It is currently Thu Oct 19, 2017 10:18 pm

All times are UTC - 7 hours





Post new topic Reply to topic  [ 70 posts ]  Go to page Previous  1, 2, 3, 4, 5  Next
Author Message
PostPosted: Thu Dec 17, 2015 5:32 pm 
Offline
Formerly Fx3
User avatar

Joined: Fri Nov 12, 2004 4:59 pm
Posts: 3064
Location: Brazil
aLaix wrote:
@Zepper
Sorry for the misunderstanding, we pass suppression test, what we are not passing is 07-NMI_on_timing test.


Oh, okay. Do what I described and tell me the result.
zeroone wrote:
Zepper wrote:
I don't know in software meanings, but in an easy manner, are you talking about "finetunning" the CPU/PPU time sync?


Does RockNES advance the CPU by 1 microcode at a time or by 1 full instruction at a time?

Runs 1 instruction per "loop". For each CPU cycle, the PPU runs for 3 cycles before the current CPU cycle.


Top
 Profile  
 
PostPosted: Thu Dec 17, 2015 9:59 pm 
Offline
User avatar

Joined: Mon Dec 29, 2014 1:46 pm
Posts: 710
Location: New York, NY
Zepper wrote:
Runs 1 instruction per "loop". For each CPU cycle, the PPU runs for 3 cycles before the current CPU cycle.


For such a loop, the PPU can be out of sync with the CPU for up to 21 PPU cycles (some instructions take up to 7 CPU cycles and for NTSC, the ratio is 3 PPU cycles per every CPU cycle). Since it's a loop, neither really runs before the other; they just alternate. Any apparent order has no effect on that the size of that gap.

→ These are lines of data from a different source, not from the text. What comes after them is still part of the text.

use std::fs;

use gto_agent::error::AgentError;
use gto_agent::profile::*;

#[test]
fn test_builtin_has_ten_profiles() {
    let registry = builtin();
    assert_eq!(registry.len(), PROFILE_COUNT);
    let names: Vec<&str> = registry.iter().map(|p| p.name.as_str()).collect();
    assert_eq!(
        names,
        vec![
            "Balanced",
            "Aggressive",
            "Polarized",
            "Linear",
            "Trapping",
            "Defensive",
            "BluffHeavy",
            "CBetHeavy",
            "Tight",
            "MaximumPressure"
        ]
    );
}

#[test]
fn test_builtin_profiles_valid() {
    for p in builtin().iter() {
        assert!(p.validate().is_ok(), "{}", p.name);
        assert!(p.aggression_factor > 0.0);
    }
}

#[test]
fn test_resolve_by_index_and_name() {
    let registry = builtin();
    assert_eq!(registry.resolve("4").unwrap().name, "Trapping");
    assert_eq!(registry.resolve("trapping").unwrap().index, 4);
    assert_eq!(registry.resolve(" MaximumPressure ").unwrap().index, 9);
}

#[test]
fn test_unknown_profile() {
    assert!(matches!(builtin().get(10), Err(AgentError::UnknownProfile(_))));
    assert!(matches!(builtin().resolve("nit"), Err(AgentError::UnknownProfile(_))));
}

#[test]
fn test_archetypes() {
    assert_eq!(Archetype::from_index(6).unwrap(), Archetype::BluffHeavy);
    assert!(Archetype::from_index(10).is_err());
    let polarized: Vec<Archetype> = ALL_ARCHETYPES.into_iter().filter(|a| a.is_polarized()).collect();
    assert_eq!(
        polarized,
        vec![Archetype::Polarized, Archetype::BluffHeavy, Archetype::MaximumPressure]
    );
}

#[test]
fn test_default_is_balanced() {
    let p = StrategyProfileConfig::default();
    assert_eq!(p.index, 0);
    assert_eq!(p.name, "Balanced");
}

// ---------------------------------------------------------------------------
// Loading
// ---------------------------------------------------------------------------

fn profile_json(index: u8, bluff: f64, aggression: f64) -> String {
    format!(
        r#"{{"name": "Custom{index}", "index": {index}, "hand_strength_weight": 1.0,
            "potential_weight": 0.5, "board_advantage_weight": 0.3, "position_weight": 0.2,
            "spr_weight": 0.2, "danger_penalty_weight": 0.4, "bluff_frequency": {bluff},
            "aggression_factor": {aggression}, "search_depth": 2}}"#
    )
}

#[test]
fn test_from_json() {
    let json = format!(
        r#"{{"profiles": [{}, {}]}}"#,
        profile_json(3, 0.1, 1.0),
        profile_json(1, 0.2, 1.5)
    );
    let registry = ProfileRegistry::from_json(&json).unwrap();
    assert_eq!(registry.len(), 2);
    // sorted by index
    assert_eq!(registry.iter().next().unwrap().index, 1);
    assert_eq!(registry.get(3).unwrap().name, "Custom3");
}

#[test]
fn test_from_json_rejects_negative_weight() {
    let json = format!(r#"{{"profiles": [{}]}}"#, profile_json(0, 0.1, -0.5));
    assert!(matches!(
        ProfileRegistry::from_json(&json),
        Err(AgentError::InvalidProfileWeight { field: "aggression_factor", .. })
    ));
}

#[test]
fn test_from_json_rejects_bluff_above_one() {
    let json = format!(r#"{{"profiles": [{}]}}"#, profile_json(0, 1.5, 1.0));
    assert!(ProfileRegistry::from_json(&json).is_err());
}

#[test]
fn test_from_json_rejects_bad_index() {
    let json = format!(r#"{{"profiles": [{}]}}"#, profile_json(12, 0.1, 1.0));
    assert!(ProfileRegistry::from_json(&json).is_err());
}

#[test]
fn test_from_json_malformed() {
    assert!(matches!(
        ProfileRegistry::from_json("{\"profiles\": ["),
        Err(AgentError::JsonError(_))
    ));
}

#[test]
fn test_from_file_roundtrip() {
    let path = std::env::temp_dir().join(format!("gto_agent_profiles_{}.json", std::process::id()));
    let json = format!(r#"{{"profiles": [{}]}}"#, profile_json(5, 0.05, 0.7));
    fs::write(&path, json).unwrap();
    let registry = ProfileRegistry::from_file(&path).unwrap();
    fs::remove_file(&path).ok();
    assert_eq!(registry.get(5).unwrap().aggression_factor, 0.7);
}

#[test]
fn test_from_file_missing() {
    let path = std::env::temp_dir().join("gto_agent_no_such_profiles.json");
    assert!(matches!(ProfileRegistry::from_file(&path), Err(AgentError::IoError(_))));
}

In the real hardware, the PPU and CPU run in parallel. Meaning, there is no gap at all. And, a zero gap is achievable with a transistor-level simulation of the A203. But, it's not practical for emulation.

For emulation, the size of gap can be shrunk considerably by executing microcodes in the loop instead of full instructions. Each microcode takes 1 CPU cycle, resulting in a gap size no larger than 3 PPU cycles out of sync.

However, that gap is apparently still too large for some games to work properly. Luckily, that can be compensated by a hack. In the PPU timing diagram, all the dot times can be shifted over by 3 PPU cycles (or by 4 PPU cycles to handle PAL as well).


Top
 Profile  
 
PostPosted: Fri Dec 18, 2015 4:44 am 
Offline
Formerly Fx3
User avatar

Joined: Fri Nov 12, 2004 4:59 pm
Posts: 3064
Location: Brazil
zeroone wrote:
Since it's a loop, neither really runs before the other; they just alternate.

Yeah.
Quote:
Any apparent order has no effect on that the size of that gap.

In emulation terms, yes, it does a big difference! Just think about running the PPU clocking before reading $200x or after reading $200x.
Quote:
In the real hardware, the PPU and CPU run in parallel. Meaning, there is no gap at all. And, a zero gap is achievable with a transistor-level simulation of the A203. But, it's not practical for emulation.

I got what you mean... but still... Unable to find a way of doing such thing.


Top
 Profile  
 
PostPosted: Fri Dec 18, 2015 8:57 am 
Offline
User avatar

Joined: Mon Dec 29, 2014 1:46 pm
Posts: 710
Location: New York, NY
Zepper wrote:
In emulation terms, yes, it does a big difference! Just think about running the PPU clocking before reading $200x or after reading $200x.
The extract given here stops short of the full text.